XML Schema Design: Part 2

Now that we’ve gotten the whats and whys out of the way, we can start to talk about the guidelines themselves.

Naming Conventions
Naming conventions should be used in order to provide the understandability required in any good schema.

Names for all elements, attributes and types should be explicit.  Abbreviations should only be used where such abbreviations are obvious to anyone familiar with the domain. Any XML Types should be suffixed by the word Type. Elements should not include any suffix.

UpperCamelCase should be used in naming XML Elements and Types. This means that the first letter of each word that makes up the name will be capitalized included the first letter of the name. For example: CompanyName, AddressType, FirstName could all be valid names within the schema.

XML Attributes should be named using LowerCamelCase in which the first letter of the name is in lowercase and each additional word within the name will start with an uppercase letter.

The truth is, you can use any naming convention you want as long as it is consistent.  Consistency is the foundation of any good design and XML Schemas are no exception.

Elements Versus Attributes

Since the XML Specification allows for the same types of information to be stored as values for attributes or values for elements, a long standing debate is whether one should prefer attributes over elements for content and vice-versa. For a Canonical XML Design that requires flexibility and the ability to expand in the future, it is recommended that elements be created for most content and that attributes are only used to provide descriptors for those elements when necessary.

Another best practice to follow is to use an element to represent data that can stand on its own, independent of any parent element and use attributes to represent properties or meta-data of that element. For example. a Contact element may have a type attributed to it that tells the user what kind of contact information is provided, i.e. e-mail address or phone number, etc.

As you begin the process of abstracting elements to allow for expandability, you may find that it may make sense to store use elements in cases where you had used attributes before.  That is okay.  More on that when we discuss abstracting the schema.

Types Versus Elements

Another decision that needs to be made in designing an XML Schema is when to use types and when to use elements. In the case of a Canonical XML Schema, XML Types should be used extensively to make the schema easier to understand and easier to re-use. In cases where a generic XML Type could be used, the need to create a type is obvious. However, in cases where the element or type will most likely not be reused, it is not normally necessary to create a type. Having an explicit type definition will allow potential users of the schema to more easily interpret the design. So as a general rule, do not use anonymous complex types.

Data Types

User-derived types are composites (Complex) or subsets (Simple) of existing types. The extensions are used to consistently constrain the schema so that its use becomes easier. For example, a CurrencyAmount type can be created so that whenever a currency amount is needed in the schema, the generic type can be used. This way if the definition of the type changes, it can be changed in one place.  It also means that the developer of extensions to the schema does not need to think about how currency amounts will be constrained because it has already been done.

Use of Simple Types

Simple user-derived types are subsets of existing types. These types constrain the lexical or value space of the parent type. An example of a simple type is a type that limits the value of an element to a list of values. A use for this may be in limiting the Currency type values to standard iso currency types.

Use of Complex Types

Complex Types are user-derived types that allow various elements to be combined and represented as a whole. A Complex Type is also necessary if you wish to create a type that uses an attribute. To continue our example from above, the CurrencyAmount may be a Complex Type that includes both the type of currency (i.e., US Dollar or Euro) and the amount (i.e. 123,000) as elements within it.

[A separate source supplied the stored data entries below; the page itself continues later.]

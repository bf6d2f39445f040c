//! Application context — unified state passed to every command handler.
//!
//! Adding a new cross-cutting concern (e.g. a new output flag) requires only
//! one field change here; command signatures stay the same.

use anyhow::Result;

use crate::application::ports::ConfigStore;
use crate::domain::config::HostprepConfig;
use crate::infra::command_runner::TokioCommandRunner;
use crate::infra::config::YamlConfigStore;
use crate::infra::fs::LocalFs;
use crate::output::{HumanRenderer, JsonRenderer, OutputContext, Renderer};

/// Output rendering mode.
#[derive(Debug, Clone, Copy, PartialEq, Eq)]
pub enum OutputMode {
    /// Human-readable terminal output (default).
    Human,
    /// Machine-readable JSON output.
    Json,
}

/// Output rendering flags passed from the top-level CLI.
pub struct OutputFlags {
    /// Disable ANSI color output.
    pub no_color: bool,
    /// Suppress non-error output.
    pub quiet: bool,
    /// Enable JSON output mode.
    pub json: bool,
}

/// Unified application context passed to every command handler.
pub struct AppContext {
    /// Terminal output context (colors, quiet mode).
    pub output: OutputContext,
    /// Output rendering mode (human vs JSON).
    pub mode: OutputMode,
    /// Process runner for provisioning steps and probes.
    pub runner: TokioCommandRunner,
    /// Configuration persistence.
    pub config_store: YamlConfigStore,
    /// Filesystem probe.
    pub fs: LocalFs,
}

impl AppContext {
    /// Construct an `AppContext` from top-level CLI flags.
    #[must_use]
    pub fn new(flags: &OutputFlags) -> Self {
        let mode = if flags.json {
            OutputMode::Json
        } else {
            OutputMode::Human
        };

        // Under --json our stdout carries the report; tool output goes to stderr.
        let runner = if flags.json {
            TokioCommandRunner::default().with_stdout_to_stderr()
        } else {
            TokioCommandRunner::default()
        };

        Self {
            output: OutputContext::new(flags.no_color, flags.quiet),
            mode,
            runner,
            config_store: YamlConfigStore::from_env(),
            fs: LocalFs,
        }
    }

    /// Returns `true` when JSON output mode is active.
    #[must_use]
    pub fn is_json(&self) -> bool {
        self.mode == OutputMode::Json
    }

    /// Returns the appropriate `Renderer` variant for the current output mode.
    #[must_use]
    pub fn renderer(&self) -> Renderer<'_> {
        match self.mode {
            OutputMode::Human => Renderer::Human(HumanRenderer::new(&self.output)),
            OutputMode::Json => Renderer::Json(JsonRenderer),
        }
    }

    /// Load the user configuration.
    ///
    /// # Errors
    ///
    /// Returns an error if the config file exists but cannot be parsed.
    pub fn config(&self) -> Result<HostprepConfig> {
        self.config_store.load()
    }
}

In order to provide a grouping of elements an xml sequence is used. This sequence contains the elements included in the type and the order in which they are included. Elements within the list have two important attributes, minOccurs and maxOccurs which are used to indicate if the element is required and how many times it may appear in the sequence.

File Structure

When a large schema is being created, it is best to use references to include the various complex types of the schema in one definition. This allows the definition to be split up among multiple files and makes the reading of those definitions much easier. It also becomes easier to reuse portions of the schema because you can reference the subset of complex types or elements that you wish to include.

Stay Tuned for Part 3…

Part 3 will discuss some ideas on making the schema extendable via abstraction and walking the line between extendable and understandable.

If you haven’t already, check out Part 1 of the series.

Share/Save/Bookmark

Oracle acquires Sun: Who needs to look out now?

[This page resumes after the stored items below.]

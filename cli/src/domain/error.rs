//! Typed domain error enums.
//!
//! This module has zero imports from `crate::infra`, `crate::commands`,
//! `crate::application`, `tokio`, `std::fs`, `std::process`, or `std::net`.
//! All error types implement `thiserror::Error` and convert to `anyhow::Error`
//! via the `?` operator.

use thiserror::Error;

// ── Policy errors ─────────────────────────────────────────────────────────────

/// Errors parsing an error-propagation policy.
#[derive(Debug, Error, PartialEq, Eq)]
pub enum PolicyError {
    #[error("Unknown error policy '{0}'. Valid policies: halt, continue")]
    Unknown(String),
}

// ── Config errors ─────────────────────────────────────────────────────────────

/// Errors related to configuration key/value validation.
#[derive(Debug, Error)]
pub enum ConfigError {
    #[error("Unknown setting: {key}\n\nValid settings: {valid}")]
    UnknownKey { key: String, valid: String },

    #[error("Invalid value for {key}: {value}\n\nValid values: {valid}")]
    InvalidValue {
        key: String,
        value: String,
        valid: String,
    },
}

// ── Process errors ────────────────────────────────────────────────────────────

/// Why a provisioning step produced no exit status.
#[derive(Debug, Error)]
pub enum ProcessError {
    /// The program could not be started (usually: not on `PATH`).
    #[error("{program}: {source}")]
    Spawn {
        program: String,
        source: std::io::Error,
    },

    /// The program started but waiting on it failed.
    #[error("waiting for {program}: {source}")]
    Wait {
        program: String,
        source: std::io::Error,
    },
}
//! `hostprep run` — provision the host.

use std::process::ExitCode;

use anyhow::Result;
use clap::Args;

use crate::app::AppContext;
use crate::application::services::config_service;
use crate::application::services::provision::run_provision;
use crate::commands::PolicyArgs;
use crate::domain::plan::provisioning_plan;
use crate::output::TerminalReporter;
use crate::output::reporter::SilentReporter;

/// Arguments for the run command.
#[derive(Args, Debug, Default)]
pub struct RunArgs {
    #[command(flatten)]
    pub policy: PolicyArgs,
}

/// Run the provisioning steps and exit with the last attempted step's status.
///
/// # Errors
///
/// Returns an error if the configuration cannot be loaded or the JSON report
/// cannot be rendered. Step failures are not errors; they set the exit code.
pub async fn run(app: &AppContext, args: &RunArgs) -> Result<ExitCode> {
    let config = app.config()?;
    let policy = config_service::effective_policy(&config, args.policy.cli_override());
    let plan = provisioning_plan(&config.provision.pip);

    tracing::info!(%policy, pip = %config.provision.pip, "starting provisioning");

    let report = if app.is_json() {
        run_provision(&app.runner, &SilentReporter, plan, policy).await
    } else {
        let reporter = TerminalReporter::new(&app.output);
        run_provision(&app.runner, &reporter, plan, policy).await
    };

    tracing::info!(exit_code = report.exit_code(), "provisioning finished");
    app.renderer().render_report(&report)?;
    Ok(ExitCode::from(report.exit_byte()))
}
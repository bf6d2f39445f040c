//! JSON output helpers.
//!
//! Every `--json` code path prints exactly one pretty-printed document on
//! stdout. Failures use the error-object schema from `format_error`.

use std::path::Path;

use anyhow::{Context, Result};
use serde::Serialize;

use crate::domain::config::HostprepConfig;
use crate::domain::health::DoctorChecks;
use crate::domain::plan::Step;
use crate::domain::report::{ErrorPolicy, RunReport};

/// Format a JSON error object.
///
/// Output (pretty-printed):
/// ```json
/// {
///   "error": true,
///   "message": "...",
///   "code": "..."
/// }
/// ```
///
/// # Errors
///
/// Returns an error if JSON serialization fails.
pub fn format_error(message: &str, code: &str) -> Result<String> {
    let obj = serde_json::json!({
        "error": true,
        "message": message,
        "code": code,
    });
    serde_json::to_string_pretty(&obj).context("JSON serialization failed")
}

/// Renders domain types as JSON on stdout.
pub struct JsonRenderer;

impl JsonRenderer {
    /// # Errors
    ///
    /// Returns an error if JSON serialization fails.
    pub fn render_version(&self, version: &str) -> Result<()> {
        emit(&serde_json::json!({ "version": version }))
    }

    /// # Errors
    ///
    /// Returns an error if JSON serialization fails.
    pub fn render_plan(&self, steps: &[Step], policy: ErrorPolicy) -> Result<()> {
        emit(&serde_json::json!({ "policy": policy, "steps": steps }))
    }

    /// # Errors
    ///
    /// Returns an error if JSON serialization fails.
    pub fn render_report(&self, report: &RunReport) -> Result<()> {
        emit(&serde_json::json!({
            "success": !report.has_failures(),
            "exit_code": report.exit_code(),
            "policy": report.policy,
            "outcomes": report.outcomes,
        }))
    }

    /// # Errors
    ///
    /// Returns an error if JSON serialization fails.
    pub fn render_doctor(&self, checks: &DoctorChecks, issues: &[String]) -> Result<()> {
        emit(&serde_json::json!({
            "status": if issues.is_empty() { "healthy" } else { "unhealthy" },
            "checks": checks,
            "issues": issues,
        }))
    }

    /// # Errors
    ///
    /// Returns an error if JSON serialization fails.
    pub fn render_config(&self, config: &HostprepConfig, path: &Path) -> Result<()> {
        emit(&serde_json::json!({
            "path": path.display().to_string(),
            "config": config,
        }))
    }
}

fn emit(value: &impl Serialize) -> Result<()> {
    let out = serde_json::to_string_pretty(value).context("JSON serialization failed")?;
    println!("{out}");
    Ok(())
}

As a Java developer who does a lot of work with Oracle products including Jdeveloper and ADF, my head is still spinning a little from the news that Oracle is buying Sun Microsystems.

Oracle buying BEA hurt a little, though it was completely expected and a great move on Oracle’s part, I was a little sad to see the application server competition field drop by one but I was very happy that Oracle was smart enough to choose Weblogic.  At that point it was really the only the decision they could make.

With Oracle buying Sun there is a lot of synergy, there are many technologies that are duplicated among both companies.  Oracle owning both should make those technologies better and enable them to compete with the leaders in those respective areas.  The big ones that stick out for me:

!. Oracle’s JDeveloper and Sun’s NetBeans

Could they really afford to drop NetBeans, probably not, but can they afford to drop JDeveloper, no, not really.  Here the only thing that really makes sense is to merge the two, probably adding in the ADF wizards and goodies like that into NetBeans.  At least, that is what I hope they do.  JDeveloper isn’t bad, but I only ever use it to develop ADF projects and I bet many, many people are in that same boat.  Combining the two could end up giving Eclipse a run for it’s money, hopefully the competition just spurs both to be better.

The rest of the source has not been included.